*TASK GOAL*:
Look for the line containing "assert_eq!(config.max_trigger_depth, Some(4));" in the records below. Then output it and all the lines that follow, exactly and without any others.

Records from a collection:
______

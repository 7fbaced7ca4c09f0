//! Engine Configuration
//!
//! Settings are plain data so embedders can load them alongside the rest of
//! their configuration:
//!
//! ```rust
//! use ripple_core::EngineConfig;
//!
//! let config = EngineConfig::from_json(r#"{ "max_trigger_depth": 16 }"#).unwrap();
//! assert_eq!(config.max_trigger_depth, Some(16));
//! assert!(config.warn_on_readonly_write);
//! ```

use serde::{Deserialize, Serialize};

use crate::error::Result;

/// Default limit on nested triggers.
pub const DEFAULT_MAX_TRIGGER_DEPTH: usize = 100;

/// Configuration for an [`Engine`](crate::Engine).
#[derive(Debug, Clone, PartialEq, Eq, Serialize, Deserialize)]
#[serde(default, deny_unknown_fields)]
pub struct EngineConfig {
    /// How many triggers may be nested inside one another before the engine
    /// refuses to rerun effects. `None` disables the guard, in which case an
    /// effect that retriggers itself recurses until the stack overflows.
    pub max_trigger_depth: Option<usize>,

    /// Emit a `tracing` warning when a readonly wrapper rejects a write.
    pub warn_on_readonly_write: bool,
}

impl Default for EngineConfig {
    fn default() -> Self {
        Self {
            max_trigger_depth: Some(DEFAULT_MAX_TRIGGER_DEPTH),
            warn_on_readonly_write: true,
        }
    }
}

impl EngineConfig {
    /// Parse a configuration from JSON. Missing fields take their defaults.
    pub fn from_json(json: &str) -> Result<Self> {
        Ok(serde_json::from_str(json)?)
    }

    pub fn with_max_trigger_depth(mut self, depth: usize) -> Self {
        self.max_trigger_depth = Some(depth);
        self
    }

    /// Disable the trigger depth guard.
    pub fn unbounded(mut self) -> Self {
        self.max_trigger_depth = None;
        self
    }

    pub fn with_readonly_warnings(mut self, enabled: bool) -> Self {
        self.warn_on_readonly_write = enabled;
        self
    }
}

#[cfg(test)]
mod tests {
    use super::*;
    use crate::error::ReactiveError;

    #[test]
    fn defaults() {
        let config = EngineConfig::default();
        assert_eq!(config.max_trigger_depth, Some(DEFAULT_MAX_TRIGGER_DEPTH));
        assert!(config.warn_on_readonly_write);
    }

    #[test]
    fn parses_partial_json() {
        let config = EngineConfig::from_json(r#"{"warn_on_readonly_write": false}"#).unwrap();
        assert_eq!(config.max_trigger_depth, Some(DEFAULT_MAX_TRIGGER_DEPTH));
        assert!(!config.warn_on_readonly_write);

        let config = EngineConfig::from_json(r#"{"max_trigger_depth": null}"#).unwrap();
        assert_eq!(config.max_trigger_depth, None);
    }

    #[test]
    fn rejects_unknown_fields() {
        let err = EngineConfig::from_json(r#"{"batching": true}"#).unwrap_err();
        assert!(matches!(err, ReactiveError::Config(_)));
    }

    #[test]
    fn builders() {
        let config = EngineConfig::default()
            .with_max_trigger_depth(4)
            .with_readonly_warnings(false);
        assert_eq!(config.max_trigger_depth, Some(4));
        assert!(!config.warn_on_readonly_write);
        assert_eq!(config.unbounded().max_trigger_depth, None);
    }
}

______

*ANSWER FOR THE TASK*:
        assert_eq!(config.max_trigger_depth, Some(4));
        assert!(!config.warn_on_readonly_write);
        assert_eq!(config.unbounded().max_trigger_depth, None);
    }
}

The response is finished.